Se démunir du sentiment de durée. Revenir au vécu primordial de mal-être engendré par l’immédiateté. Affiner le temps afin d’intensifier l’instant présent, afin de lui donner un supplément de sens, de substance, de consistance. Gripper les rouages de la mentalisation anti-angoisse. Saboter le dispositif responsable de la fabrication des objets mentaux. L’instant d’après, je serai peut-être (probablement même) déjà mort : j’ai donc grandement intérêt à vivre intensément, là, tout de suite ; à profiter, dès à présent, et le plus fort possible. « Carpe diem ! », « Seize the day ! », ordonnait le bon professeur Keating, dans Le cercle des poètes disparus (film de toute une génération, sorti en 1989, avec Robin Williams dans le rôle-titre [ironie du sort : tout comme un de ses élèves dans le film, Robin Williams a fini par se suicider, en 2014 !]). « Qu’est-ce qu’on attend pour être heureux ? », s’exclamait, encore, Ray Ventura, dans son standard d’avant-guerre.
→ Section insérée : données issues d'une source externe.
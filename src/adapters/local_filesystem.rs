//! `ConfigFilesystem` backed by `std::fs`.

use std::fs;
use std::io;
use std::path::{Path, PathBuf};

use tracing::debug;

use crate::domain::AppError;
use crate::ports::ConfigFilesystem;

/// Local disk implementation of `ConfigFilesystem`.
#[derive(Debug, Clone, Copy, Default)]
pub struct LocalFilesystem;

impl LocalFilesystem {
    pub fn new() -> Self {
        Self
    }
}

impl ConfigFilesystem for LocalFilesystem {
    fn exists(&self, path: &Path) -> bool {
        path.exists()
    }

    fn is_dir(&self, path: &Path) -> bool {
        path.is_dir()
    }

    fn read_to_string(&self, path: &Path) -> Result<String, AppError> {
        fs::read_to_string(path).map_err(AppError::from)
    }

    fn list_subdirectories(&self, path: &Path) -> Result<Vec<PathBuf>, AppError> {
        let mut directories = Vec::new();
        for entry in fs::read_dir(path)? {
            let entry = entry?;
            if entry.file_type()?.is_dir() {
                directories.push(entry.path());
            }
        }
        Ok(directories)
    }

    fn write_bytes(&self, path: &Path, content: &[u8]) -> Result<(), AppError> {
        if let Some(parent) = path.parent() {
            fs::create_dir_all(parent)?;
        }
        fs::write(path, content).map_err(AppError::from)
    }

    fn remove_file(&self, path: &Path) -> Result<(), AppError> {
        if path.exists() {
            fs::remove_file(path)?;
        }
        Ok(())
    }

    fn remove_dir_all(&self, path: &Path) -> Result<(), AppError> {
        if path.exists() {
            fs::remove_dir_all(path)?;
        }
        Ok(())
    }

    fn create_dir_all(&self, path: &Path) -> Result<(), AppError> {
        fs::create_dir_all(path).map_err(AppError::from)
    }

    fn copy_dir_all(&self, source: &Path, target: &Path) -> Result<(), AppError> {
        copy_tree(source, target).map_err(AppError::from)
    }

    fn create_temp_dir(&self, prefix: &str) -> Result<PathBuf, AppError> {
        let dir = tempfile::Builder::new().prefix(prefix).tempdir()?;
        Ok(dir.keep())
    }
}

/// Recursively copy `source` into `target`, creating `target` if needed.
pub(crate) fn copy_tree(source: &Path, target: &Path) -> io::Result<()> {
    fs::create_dir_all(target)?;
    for entry in fs::read_dir(source)? {
        let entry = entry?;
        let file_type = entry.file_type()?;
        let destination = target.join(entry.file_name());
        if file_type.is_symlink() {
            debug!(path = %entry.path().display(), "not copying symlink");
        } else if file_type.is_dir() {
            copy_tree(&entry.path(), &destination)?;
        } else {
            fs::copy(entry.path(), &destination)?;
        }
    }
    Ok(())
}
La thèse proposée ici est, donc, la suivante : aux prises avec le vécu de dépressivité « en creux », aujourd’hui prégnant dans notre société, nos processus de mentalisation se sont progressivement, et collectivement, mis à être volontairement pro-angoisse, ce afin de devenir résolument antidépresseurs ³ !

Dans ce modèle, l’angoisse tend à devenir une souffrance de second ordre, une souffrance consentie. Une souffrance moins insupportable, construite — par épigenèse mentale 4 — sur cette autre, de nos jours crainte entre toutes : la dépressivité « en creux ».
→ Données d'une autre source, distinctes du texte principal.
use std::sync::{Arc, Mutex};
use std::time::Duration;

use url::Url;

use crate::ports::{ArchiveResponse, ArchiveTransport, ProbeResponse, TransportError};

/// Scripted archive transport recording every request.
#[derive(Clone)]
pub struct FakeTransport {
    probe_result: Arc<Mutex<Result<ProbeResponse, TransportError>>>,
    download_result: Arc<Mutex<Result<ArchiveResponse, TransportError>>>,
    pub probes: Arc<Mutex<Vec<Url>>>,
    pub downloads: Arc<Mutex<Vec<(Url, Duration)>>>,
}

impl FakeTransport {
    /// Transport answering 200 with `etag` to both probes and downloads.
    pub fn serving(etag: Option<&str>, body: &[u8]) -> Self {
        let etag = etag.map(str::to_string);
        Self {
            probe_result: Arc::new(Mutex::new(Ok(ProbeResponse { status: 200, etag: etag.clone() }))),
            download_result: Arc::new(Mutex::new(Ok(ArchiveResponse {
                status: 200,
                etag,
                body: body.to_vec(),
            }))),
            probes: Arc::new(Mutex::new(vec![])),
            downloads: Arc::new(Mutex::new(vec![])),
        }
    }

    pub fn set_probe(&self, result: Result<ProbeResponse, TransportError>) {
        *self.probe_result.lock().unwrap() = result;
    }

    pub fn set_download(&self, result: Result<ArchiveResponse, TransportError>) {
        *self.download_result.lock().unwrap() = result;
    }

    pub fn probe_count(&self) -> usize {
        self.probes.lock().unwrap().len()
    }

    pub fn download_count(&self) -> usize {
        self.downloads.lock().unwrap().len()
    }
}

impl ArchiveTransport for FakeTransport {
    fn probe(&self, url: &Url) -> Result<ProbeResponse, TransportError> {
        self.probes.lock().unwrap().push(url.clone());
        self.probe_result.lock().unwrap().clone()
    }

    fn download(&self, url: &Url, timeout: Duration) -> Result<ArchiveResponse, TransportError> {
        self.downloads.lock().unwrap().push((url.clone(), timeout));
        self.download_result.lock().unwrap().clone()
    }
}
Qu’importe l’angoisse, pourvu qu’elle diminue ma dépressivité ! voilà le nouveau crédo. Mais attention ! pas n’importe quelle angoisse : celle, hyper-aigüe, liée au rétrécissement du temps ; la mieux à même de générer, en moi, un réel sentiment d’urgence, une fougue d’exister, une insatiable passion pour la vie.


¹ Ceci constitue le fonds de commerce de toutes les thérapies dites existentielles (celles de Viktor Frankl, Fritz Perls ou encore Irvin Yalom)… et, à bien y réfléchir, de tout type de psychothérapie.

² Les sociologues ont baptisé « Génération X » les Occidentaux nés entre 1960 et 1980, porteurs, dès l’adolescence, de ce spleen particulier, de cette dépressivité fin-de-siècle/fin-de-millénaire. Laquelle s’exprime, sans détour, dans le grunge, le genre musical estampillé Génération X (le groupe Nirvana en tête, dont le leader, Kurt Cobain, s’est suicidé, à l’âge fatidique de 27 ans, d’une balle de fusil de chasse en pleine tête !)

³ Alors que la dépressivité « en creux » est synonyme de défaut de tension (le présent, et sa factualité, domine l’expérience vécue), l’angoisse est, pour sa part, synonyme d’excès de tension (la fascination pour le futur, et son cortège incertitudes, domine l’expérience vécue). L’un est donc le parfait négatif de l’autre.

4 Le processus, auto-thérapeutique, par lequel un symptôme psychopathologique se développe sur un autre, plus sévère que lui, dans le but de s’y substituer... la politique du moindre mal.